The Neurologist was an older man, very nice and refreshing. He went through her medical records, did a physical evaluation and looked over her MRI scan. He was impressed with Sophie’s development. Up until now I had been told Sophie’s brain showed signs of atrophy which is decline in brain function with time. But this doctor gave me a different explanation, he said Sophie’s brain did not fully form. Her brain is small which I already know plus she does has microcephaly (smaller than typical head). He said because not all areas of her brain developed completely they are not active, and never were. Because of this it’s as if the wires in her brain for those areas never turned on. There for if it was never active it cannot be atrophied. Yayy!! You can tell he knew his stuff!

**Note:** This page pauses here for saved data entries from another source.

#![no_main]
use libfuzzer_sys::fuzz_target;
use listd_config::Config;

fuzz_target!(|data: &[u8]| {
    let _ = std::str::from_utf8(data).map(Config::from_toml);
});
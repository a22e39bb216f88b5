/*
 * vSMTP mail transfer agent
 * Copyright (C) 2022 viridIT SAS
 *
 * This program is free software: you can redistribute it and/or modify it under
 * the terms of the GNU General Public License as published by the Free Software
 * Foundation, either version 3 of the License, or any later version.
 *
 * This program is distributed in the hope that it will be useful, but WITHOUT
 * ANY WARRANTY; without even the implied warranty of MERCHANTABILITY or FITNESS
 * FOR A PARTICULAR PURPOSE.  See the GNU General Public License for more details.
 *
 * You should have received a copy of the GNU General Public License along with
 * this program. If not, see https://www.gnu.org/licenses/.
 *
*/
//! Delivery of the messages of the `out` queue.

use listd_common::{metadata::keys, Mail, Metadata};
use listd_mlist::MailingList;

mod transport;

pub use transport::{from_config, Directory, Sendmail, Transport, TransportError};

/// Outcome of a delivery, per recipient.
#[derive(Debug, Default, PartialEq, Eq)]
pub struct DeliveryReport {
    ///
    pub delivered: Vec<String>,
    /// failed, may succeed later.
    pub temporary: Vec<String>,
    /// failed for good.
    pub permanent: Vec<String>,
}

/// Deliver a message to the `recips` of its metadata.
///
/// With the `verp` flag each recipient gets its own copy, sent with an
/// envelope sender encoding its address. Otherwise the recipients are sent
/// in batches of `max_recipients`.
///
/// # Errors
///
/// * the transport could not be reached for the first batch, nothing was
///   delivered
pub fn deliver(
    transport: &dyn Transport,
    list: &MailingList,
    mail: &Mail,
    metadata: &Metadata,
    max_recipients: usize,
) -> Result<DeliveryReport, TransportError> {
    let recips = metadata.recips().unwrap_or_default();
    let content = mail.to_string();

    let batches = if metadata.flag(keys::VERP) {
        recips
            .iter()
            .map(|recipient| (list.verp_address(recipient), vec![recipient.clone()]))
            .collect::<Vec<_>>()
    } else {
        let sender = metadata
            .get_str(keys::ENVSENDER)
            .map_or_else(|| list.bounces_address(), str::to_string);
        recips
            .chunks(max_recipients.max(1))
            .map(|chunk| (sender.clone(), chunk.to_vec()))
            .collect()
    };

    let mut report = DeliveryReport::default();
    for (index, (sender, recipients)) in batches.into_iter().enumerate() {
        match transport.send(&sender, &recipients, &content) {
            Ok(()) => report.delivered.extend(recipients),
            Err(error @ TransportError::Connection(_)) if index == 0 => return Err(error),
            Err(TransportError::Permanent(reason)) => {
                tracing::info!(list = %list.name, ?recipients, %reason, "Permanent delivery failure.");
                report.permanent.extend(recipients);
            }
            Err(TransportError::Temporary(reason) | TransportError::Connection(reason)) => {
                tracing::info!(list = %list.name, ?recipients, %reason, "Temporary delivery failure.");
                report.temporary.extend(recipients);
            }
        }
    }

    tracing::debug!(
        list = %list.name,
        message_id = mail.message_id().unwrap_or("n/a"),
        delivered = report.delivered.len(),
        temporary = report.temporary.len(),
        permanent = report.permanent.len(),
        "Delivery done."
    );
    Ok(report)
}

#[cfg(test)]
pub(crate) mod tests {
    use super::*;
    use pretty_assertions::assert_eq;

    /// Records the envelopes, failing the recipients by their local part.
    #[derive(Default)]
    pub struct Recorder {
        pub envelopes: std::cell::RefCell<Vec<(String, Vec<String>)>>,
        pub unreachable: bool,
    }

    impl Transport for Recorder {
        fn send(
            &self,
            sender: &str,
            recipients: &[String],
            _: &str,
        ) -> Result<(), TransportError> {
            if self.unreachable {
                return Err(TransportError::Connection("refused".to_string()));
            }
            self.envelopes
                .borrow_mut()
                .push((sender.to_string(), recipients.to_vec()));
            if recipients.iter().any(|r| r.starts_with("gone")) {
                return Err(TransportError::Permanent("no such user".to_string()));
            }
            if recipients.iter().any(|r| r.starts_with("later")) {
                return Err(TransportError::Temporary("mailbox full".to_string()));
            }
            Ok(())
        }
    }

    fn metadata(recips: &[&str]) -> Metadata {
        let mut metadata = Metadata::for_list("test");
        metadata.set_recips(recips.iter().map(ToString::to_string).collect());
        metadata
    }

    #[test]
    fn batches() {
        let list = MailingList::new("test", "lists.testserver.com");
        let transport = Recorder::default();
        let report = deliver(
            &transport,
            &list,
            &listd_test::mail::local_mail(),
            &metadata(&["a@x.tld", "b@x.tld", "gone@x.tld"]),
            2,
        )
        .unwrap();

        assert_eq!(
            *transport.envelopes.borrow(),
            vec![
                (
                    "test-bounces@lists.testserver.com".to_string(),
                    vec!["a@x.tld".to_string(), "b@x.tld".to_string()]
                ),
                (
                    "test-bounces@lists.testserver.com".to_string(),
                    vec!["gone@x.tld".to_string()]
                ),
            ]
        );
        assert_eq!(report.delivered.len(), 2);
        assert_eq!(report.permanent, vec!["gone@x.tld".to_string()]);
    }

    #[test]
    fn verp() {
        let list = MailingList::new("test", "lists.testserver.com");
        let transport = Recorder::default();
        let report = deliver(
            &transport,
            &list,
            &listd_test::mail::local_mail(),
            &metadata(&["a@x.tld", "later@y.tld"]).with(keys::VERP, true),
            100,
        )
        .unwrap();

        assert_eq!(
            transport
                .envelopes
                .borrow()
                .iter()
                .map(|(sender, _)| sender.as_str())
                .collect::<Vec<_>>(),
            vec![
                "test-bounces+a=x.tld@lists.testserver.com",
                "test-bounces+later=y.tld@lists.testserver.com"
            ]
        );
        assert_eq!(report.temporary, vec!["later@y.tld".to_string()]);
    }

    #[test]
    fn unreachable() {
        let list = MailingList::new("test", "lists.testserver.com");
        let transport = Recorder {
            unreachable: true,
            ..Recorder::default()
        };
        assert!(matches!(
            deliver(&transport, &list, &listd_test::mail::local_mail(), &metadata(&["a@x.tld"]), 10),
            Err(TransportError::Connection(_))
        ));
    }
}
/*
 * vSMTP mail transfer agent
 * Copyright (C) 2022 viridIT SAS
 *
 * This program is free software: you can redistribute it and/or modify it under
 * the terms of the GNU General Public License as published by the Free Software
 * Foundation, either version 3 of the License, or any later version.
 *
 * This program is distributed in the hope that it will be useful, but WITHOUT
 * ANY WARRANTY; without even the implied warranty of MERCHANTABILITY or FITNESS
 * FOR A PARTICULAR PURPOSE.  See the GNU General Public License for more details.
 *
 * You should have received a copy of the GNU General Public License along with
 * this program. If not, see https://www.gnu.org/licenses/.
 *
*/
use super::{wants::WantsValidate, with::Builder};
use crate::{
    config::field::{FieldServer, FieldServerLogs},
    Config,
};

impl Builder<WantsValidate> {
    /// Produce the configuration.
    ///
    /// # Errors
    ///
    /// * the values are not consistent, see [`Config::from_toml`]
    pub fn validate(self) -> anyhow::Result<Config> {
        let extra = self.state;
        let data_dir = extra.parent;
        let archive = data_dir.parent;
        let bounce = archive.parent;
        let delivery = bounce.parent;
        let lists = delivery.parent;
        let runner = lists.parent;
        let queues = runner.parent;
        let logs = queues.parent;
        let srv = logs.parent;

        Config::ensure(Config {
            version_requirement: srv.version_requirement,
            server: FieldServer {
                name: logs.name,
                data_dir: extra.data_dir,
                logs: FieldServerLogs {
                    filename: queues.filename,
                    level: queues.level,
                    system: queues.system,
                },
                queues: runner.queues,
                runner: lists.runner,
                runners: extra.runners,
                lists: delivery.lists,
                delivery: bounce.delivery,
                bounce: archive.bounce,
                pending: extra.pending,
                digest: extra.digest,
                archive: data_dir.archive,
                master: extra.master,
            },
        })
    }
}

He was very impressed with her abilities despite what her brain looks like. Amazing what a few million pieces of genetic material can disturb in the building process of our bodies. Our genes are the blueprint for our bodies if there are pieces missing it’s just logical the we will not develop whole.
We talked about the previous doctor who told us Sophie would never learn based on the same information he had just reviewed and he stated that it’s impossible to predict what capacity a person will function because there is so much that comes to play in development. Family and medical support, education, medical complications and in most genetic disorders or syndromes there is such a wide range of severity’s that it’s impossible to make predictions. This doctor ROCKED!

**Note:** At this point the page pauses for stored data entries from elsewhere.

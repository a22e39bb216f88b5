/*
 * vSMTP mail transfer agent
 * Copyright (C) 2022 viridIT SAS
 *
 * This program is free software: you can redistribute it and/or modify it under
 * the terms of the GNU General Public License as published by the Free Software
 * Foundation, either version 3 of the License, or any later version.
 *
 * This program is distributed in the hope that it will be useful, but WITHOUT
 * ANY WARRANTY; without even the implied warranty of MERCHANTABILITY or FITNESS
 * FOR A PARTICULAR PURPOSE.  See the GNU General Public License for more details.
 *
 * You should have received a copy of the GNU General Public License along with
 * this program. If not, see https://www.gnu.org/licenses/.
 *
*/
use crate::{cli::args::Commands, Switchboard};
use anyhow::Context;
use listd_common::{metadata::keys, Mail, Metadata, QueueName};
use listd_config::Config;

impl Commands {
    pub(crate) fn inject<OUT: std::io::Write>(
        config: &Config,
        queue: QueueName,
        listname: &str,
        raw: &str,
        output: &mut OUT,
    ) -> anyhow::Result<()> {
        if !config.list_dirpath(listname).is_dir() {
            anyhow::bail!("No such list: `{listname}`")
        }

        let mail = Mail::parse(raw).context("The message cannot be parsed")?;
        let metadata = Metadata::for_list(listname).with(keys::TOLIST, true);

        let id = Switchboard::open(config, queue)?.enqueue(&mail, &metadata)?;
        output.write_fmt(format_args!("Injected as '{id}' in '{queue}'\n"))?;
        Ok(())
    }
}

#[cfg(test)]
mod tests {
    use super::*;
    use crate::Extension;
    use listd_test::config::local_test;

    const RAW: &str = "From: a@domain.tld\r\nTo: test@lists.testserver.com\r\nSubject: hi\r\n\r\nhello\r\n";

    #[test]
    fn injected() {
        let root = tempfile::tempdir().unwrap();
        let config = local_test(root.path());
        std::fs::create_dir_all(config.list_dirpath("test")).unwrap();

        let mut output = vec![];
        Commands::inject(&config, QueueName::In, "test", RAW, &mut output).unwrap();

        let queue = Switchboard::open(&config, QueueName::In).unwrap();
        let ids = queue.files(Extension::Pck).unwrap();
        assert_eq!(ids.len(), 1);

        let (mail, metadata) = queue.read(&ids[0], Extension::Pck).unwrap();
        assert_eq!(mail.subject(), Some("hi"));
        assert_eq!(metadata.listname(), Some("test"));
        assert!(metadata.flag(keys::TOLIST));
        pretty_assertions::assert_eq!(
            std::str::from_utf8(&output).unwrap(),
            format!("Injected as '{}' in 'in'\n", ids[0])
        );
    }

    #[test]
    fn unknown_list() {
        let root = tempfile::tempdir().unwrap();
        let config = local_test(root.path());

        let mut output = vec![];
        let error = Commands::inject(&config, QueueName::In, "nope", RAW, &mut output).unwrap_err();
        assert_eq!(error.to_string(), "No such list: `nope`");
    }

    #[test]
    fn unparsable() {
        let root = tempfile::tempdir().unwrap();
        let config = local_test(root.path());
        std::fs::create_dir_all(config.list_dirpath("test")).unwrap();

        let mut output = vec![];
        assert!(Commands::inject(&config, QueueName::In, "test", "  \n", &mut output).is_err());
    }
}
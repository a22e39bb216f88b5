/*
 * vSMTP mail transfer agent
 * Copyright (C) 2022 viridIT SAS
 *
 * This program is free software: you can redistribute it and/or modify it under
 * the terms of the GNU General Public License as published by the Free Software
 * Foundation, either version 3 of the License, or any later version.
 *
 * This program is distributed in the hope that it will be useful, but WITHOUT
 * ANY WARRANTY; without even the implied warranty of MERCHANTABILITY or FITNESS
 * FOR A PARTICULAR PURPOSE.  See the GNU General Public License for more details.
 *
 * You should have received a copy of the GNU General Public License along with
 * this program. If not, see https://www.gnu.org/licenses/.
 *
*/
use listd_common::RunnerKind;
use lqueue::Slice;

///
#[derive(clap::Parser)]
#[cfg_attr(test, derive(Debug, PartialEq, Eq))]
#[clap(about, author)]
pub struct Args {
    /// Print the version and exit.
    #[clap(short, long, action)]
    pub version: bool,

    /// Path of the listd configuration file (toml format)
    #[clap(short, long, action)]
    pub config: Option<String>,

    /// Also write the logs to stdout
    #[clap(long, action)]
    pub stdout: bool,

    ///
    #[clap(subcommand)]
    pub command: Option<Commands>,
}

///
#[derive(clap::Subcommand)]
#[cfg_attr(test, derive(Debug, PartialEq, Eq))]
pub enum Commands {
    /// Start the runners configured in `server.runners` and supervise them
    Master {
        /// Stay in the foreground
        #[clap(long, action)]
        no_daemon: bool,
    },
    /// Run a single runner process
    Run {
        /// Kind of the runner
        #[clap(short, long, value_parser)]
        runner: RunnerKind,
        /// Part of the queue handled by this process, `<index>/<count>`
        #[clap(short, long, value_parser, default_value = "0/1")]
        slice: Slice,
        /// Process the queue once and exit
        #[clap(long, action)]
        once: bool,
    },
    /// Show the loaded config (as serialized json format)
    ConfigShow,
    /// Show the difference between the loaded config and the default one
    ConfigDiff,
    /// Send the pending digests
    Senddigests {
        /// Only this list, even if its periodic digests are off
        #[clap(short, long, value_parser)]
        list: Option<String>,
    },
    /// Apply the operation waiting for a confirmation cookie
    Confirm {
        /// Name of the list
        #[clap(value_parser)]
        list: String,
        /// The cookie sent in the confirmation request
        #[clap(value_parser)]
        cookie: String,
    },
}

Seriously it is so refreshing to meet doctors who are not negative and who see your loved one as a human being and not a syndrome. He was more concerned with her immune system and the sinus issues than the anything else.
He told me just to watch her for possible seizure development and any type of regression onset that is not associated with the after effects of surgical procedures because this type of regression is not uncommon in children especially those with special needs. We talked about her PDD (Pervasive Developmenta Disorder) including her aggressive behaviours, they have gotten so much better and she is not-self inflicting unless she is having a really hard sensory day or is extremely aggravated.
The doctor said the pace of her development delays make sense with the active and non active parts of her brain. And he was very pleased with her overall developmental progress especially considering all of the health complications she has faced.
She will always be my little girl and I’m totally ok with that but she WILL continue to learn and be the most independent Sophie she can be and I will make sure of that.